The required result is a copy of each line below in which "reason" appears.

*** Opening GIVEN DATA ***

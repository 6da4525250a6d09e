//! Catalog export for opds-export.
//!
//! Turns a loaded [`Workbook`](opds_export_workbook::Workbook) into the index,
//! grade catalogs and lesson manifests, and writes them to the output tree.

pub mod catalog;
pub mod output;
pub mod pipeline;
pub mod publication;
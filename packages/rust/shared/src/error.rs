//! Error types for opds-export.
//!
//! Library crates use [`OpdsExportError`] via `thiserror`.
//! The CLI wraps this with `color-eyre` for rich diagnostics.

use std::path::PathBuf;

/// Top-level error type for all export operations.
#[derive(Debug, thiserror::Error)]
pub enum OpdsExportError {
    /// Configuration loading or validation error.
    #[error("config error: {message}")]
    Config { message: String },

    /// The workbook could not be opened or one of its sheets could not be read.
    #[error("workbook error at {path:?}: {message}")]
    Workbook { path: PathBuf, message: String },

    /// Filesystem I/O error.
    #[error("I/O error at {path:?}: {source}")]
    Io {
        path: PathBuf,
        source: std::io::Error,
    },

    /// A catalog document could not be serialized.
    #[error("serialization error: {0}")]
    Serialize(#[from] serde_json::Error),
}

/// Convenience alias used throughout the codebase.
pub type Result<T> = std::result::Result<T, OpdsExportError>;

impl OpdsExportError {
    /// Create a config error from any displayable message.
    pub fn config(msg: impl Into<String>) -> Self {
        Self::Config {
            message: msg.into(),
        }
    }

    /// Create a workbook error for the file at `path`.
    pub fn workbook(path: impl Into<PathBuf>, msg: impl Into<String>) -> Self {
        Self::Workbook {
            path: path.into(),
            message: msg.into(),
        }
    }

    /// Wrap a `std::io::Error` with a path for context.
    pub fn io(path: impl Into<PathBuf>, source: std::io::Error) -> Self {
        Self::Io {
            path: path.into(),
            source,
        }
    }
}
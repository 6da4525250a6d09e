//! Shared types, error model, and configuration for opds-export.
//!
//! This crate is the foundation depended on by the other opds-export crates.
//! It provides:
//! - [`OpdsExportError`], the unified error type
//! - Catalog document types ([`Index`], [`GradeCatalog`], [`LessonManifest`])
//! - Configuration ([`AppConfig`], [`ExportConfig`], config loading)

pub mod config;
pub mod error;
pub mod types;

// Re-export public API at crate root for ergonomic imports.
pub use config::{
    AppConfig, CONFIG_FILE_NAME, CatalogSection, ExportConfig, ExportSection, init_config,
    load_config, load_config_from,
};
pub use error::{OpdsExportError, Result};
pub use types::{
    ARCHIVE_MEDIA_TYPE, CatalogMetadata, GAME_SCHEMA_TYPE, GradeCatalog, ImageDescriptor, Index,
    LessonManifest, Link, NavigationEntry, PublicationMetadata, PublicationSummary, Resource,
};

*** Closing GIVEN DATA ***
*** Opening GIVEN DATA ***

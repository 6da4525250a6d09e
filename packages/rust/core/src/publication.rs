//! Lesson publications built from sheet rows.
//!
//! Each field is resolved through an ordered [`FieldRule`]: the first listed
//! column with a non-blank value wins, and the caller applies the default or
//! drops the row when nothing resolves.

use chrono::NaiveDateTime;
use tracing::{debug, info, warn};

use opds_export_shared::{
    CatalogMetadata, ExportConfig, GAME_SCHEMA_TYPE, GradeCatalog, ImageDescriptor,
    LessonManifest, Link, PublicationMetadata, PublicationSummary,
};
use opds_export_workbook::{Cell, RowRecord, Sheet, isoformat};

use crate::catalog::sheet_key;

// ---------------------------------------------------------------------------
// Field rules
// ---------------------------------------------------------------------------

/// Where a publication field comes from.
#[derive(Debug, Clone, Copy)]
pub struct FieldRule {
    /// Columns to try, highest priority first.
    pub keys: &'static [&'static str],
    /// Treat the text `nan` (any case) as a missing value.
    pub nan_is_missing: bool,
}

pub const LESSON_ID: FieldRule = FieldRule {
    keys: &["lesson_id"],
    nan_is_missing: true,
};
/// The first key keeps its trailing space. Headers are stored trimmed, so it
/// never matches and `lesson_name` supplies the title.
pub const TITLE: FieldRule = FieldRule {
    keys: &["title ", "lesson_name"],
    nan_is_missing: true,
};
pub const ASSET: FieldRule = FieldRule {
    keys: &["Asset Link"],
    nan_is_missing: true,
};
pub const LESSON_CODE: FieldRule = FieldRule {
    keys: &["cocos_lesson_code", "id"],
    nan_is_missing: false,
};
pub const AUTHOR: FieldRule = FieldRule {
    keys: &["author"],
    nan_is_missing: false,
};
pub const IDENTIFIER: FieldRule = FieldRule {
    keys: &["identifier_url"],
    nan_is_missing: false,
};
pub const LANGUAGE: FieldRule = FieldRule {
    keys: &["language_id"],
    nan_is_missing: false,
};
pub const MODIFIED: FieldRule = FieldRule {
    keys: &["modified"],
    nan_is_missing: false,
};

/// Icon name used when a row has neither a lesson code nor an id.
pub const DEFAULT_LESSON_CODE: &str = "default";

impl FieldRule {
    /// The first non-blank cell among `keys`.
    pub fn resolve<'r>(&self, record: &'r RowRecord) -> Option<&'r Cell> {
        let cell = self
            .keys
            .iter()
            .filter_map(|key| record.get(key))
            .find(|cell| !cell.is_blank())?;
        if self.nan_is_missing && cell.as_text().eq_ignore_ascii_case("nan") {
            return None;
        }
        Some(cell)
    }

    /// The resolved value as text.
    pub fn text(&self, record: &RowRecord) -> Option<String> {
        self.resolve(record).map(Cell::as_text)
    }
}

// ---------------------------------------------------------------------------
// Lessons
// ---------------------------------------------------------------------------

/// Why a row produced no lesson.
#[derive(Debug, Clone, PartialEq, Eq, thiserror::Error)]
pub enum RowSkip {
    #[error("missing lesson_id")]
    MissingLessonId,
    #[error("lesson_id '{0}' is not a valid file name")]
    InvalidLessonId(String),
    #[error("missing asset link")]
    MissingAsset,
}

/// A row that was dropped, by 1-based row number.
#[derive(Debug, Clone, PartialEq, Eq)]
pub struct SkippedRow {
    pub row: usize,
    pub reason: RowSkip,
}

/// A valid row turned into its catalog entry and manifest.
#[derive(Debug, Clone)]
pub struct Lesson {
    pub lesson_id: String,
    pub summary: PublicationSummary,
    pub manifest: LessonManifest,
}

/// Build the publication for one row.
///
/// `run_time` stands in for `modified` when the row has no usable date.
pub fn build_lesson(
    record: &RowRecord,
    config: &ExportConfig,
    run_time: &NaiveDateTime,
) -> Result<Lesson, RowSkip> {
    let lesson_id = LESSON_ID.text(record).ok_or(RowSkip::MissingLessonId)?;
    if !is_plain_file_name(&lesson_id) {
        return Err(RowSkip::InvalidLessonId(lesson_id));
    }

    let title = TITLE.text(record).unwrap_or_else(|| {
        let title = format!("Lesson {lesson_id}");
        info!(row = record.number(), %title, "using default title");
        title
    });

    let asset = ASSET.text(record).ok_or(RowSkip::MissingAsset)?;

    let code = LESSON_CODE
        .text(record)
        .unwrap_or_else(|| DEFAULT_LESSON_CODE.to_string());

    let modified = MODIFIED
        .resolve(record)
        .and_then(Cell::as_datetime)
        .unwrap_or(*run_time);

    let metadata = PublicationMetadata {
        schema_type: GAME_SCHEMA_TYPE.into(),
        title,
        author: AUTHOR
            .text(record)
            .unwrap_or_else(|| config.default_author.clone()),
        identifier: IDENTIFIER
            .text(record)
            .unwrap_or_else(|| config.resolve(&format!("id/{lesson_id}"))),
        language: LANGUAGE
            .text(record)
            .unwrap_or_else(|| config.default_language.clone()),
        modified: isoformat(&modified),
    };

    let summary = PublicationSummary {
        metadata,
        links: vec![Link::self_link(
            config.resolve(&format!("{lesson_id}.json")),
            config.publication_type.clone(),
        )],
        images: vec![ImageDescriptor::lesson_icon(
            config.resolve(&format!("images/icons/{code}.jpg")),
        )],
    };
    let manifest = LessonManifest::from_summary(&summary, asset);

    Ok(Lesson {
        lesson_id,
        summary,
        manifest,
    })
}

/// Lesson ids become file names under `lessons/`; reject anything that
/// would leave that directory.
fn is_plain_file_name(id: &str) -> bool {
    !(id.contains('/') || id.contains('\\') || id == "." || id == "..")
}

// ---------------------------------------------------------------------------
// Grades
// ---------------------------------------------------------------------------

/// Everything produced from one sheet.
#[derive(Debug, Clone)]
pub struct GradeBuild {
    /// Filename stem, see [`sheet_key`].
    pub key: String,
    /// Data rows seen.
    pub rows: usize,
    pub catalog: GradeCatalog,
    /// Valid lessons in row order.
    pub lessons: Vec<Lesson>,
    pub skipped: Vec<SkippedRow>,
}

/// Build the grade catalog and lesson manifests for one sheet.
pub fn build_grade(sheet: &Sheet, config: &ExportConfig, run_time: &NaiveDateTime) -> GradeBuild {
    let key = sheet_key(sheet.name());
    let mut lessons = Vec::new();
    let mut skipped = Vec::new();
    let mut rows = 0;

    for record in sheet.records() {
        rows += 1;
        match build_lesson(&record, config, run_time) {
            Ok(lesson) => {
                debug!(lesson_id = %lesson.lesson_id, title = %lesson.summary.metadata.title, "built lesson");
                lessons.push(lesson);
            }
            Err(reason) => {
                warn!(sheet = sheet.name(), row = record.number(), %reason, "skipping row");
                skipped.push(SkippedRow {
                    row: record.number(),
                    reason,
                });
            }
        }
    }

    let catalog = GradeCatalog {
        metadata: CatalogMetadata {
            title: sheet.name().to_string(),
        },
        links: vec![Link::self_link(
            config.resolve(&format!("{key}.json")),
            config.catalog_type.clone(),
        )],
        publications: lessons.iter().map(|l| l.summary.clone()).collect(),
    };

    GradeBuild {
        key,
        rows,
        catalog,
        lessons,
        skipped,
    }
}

*** Closing GIVEN DATA ***

▶ **SOLUTION FOR THIS PROBLEM**
    pub reason: RowSkip,
            Err(reason) => {
                warn!(sheet = sheet.name(), row = record.number(), %reason, "skipping row");
                    reason,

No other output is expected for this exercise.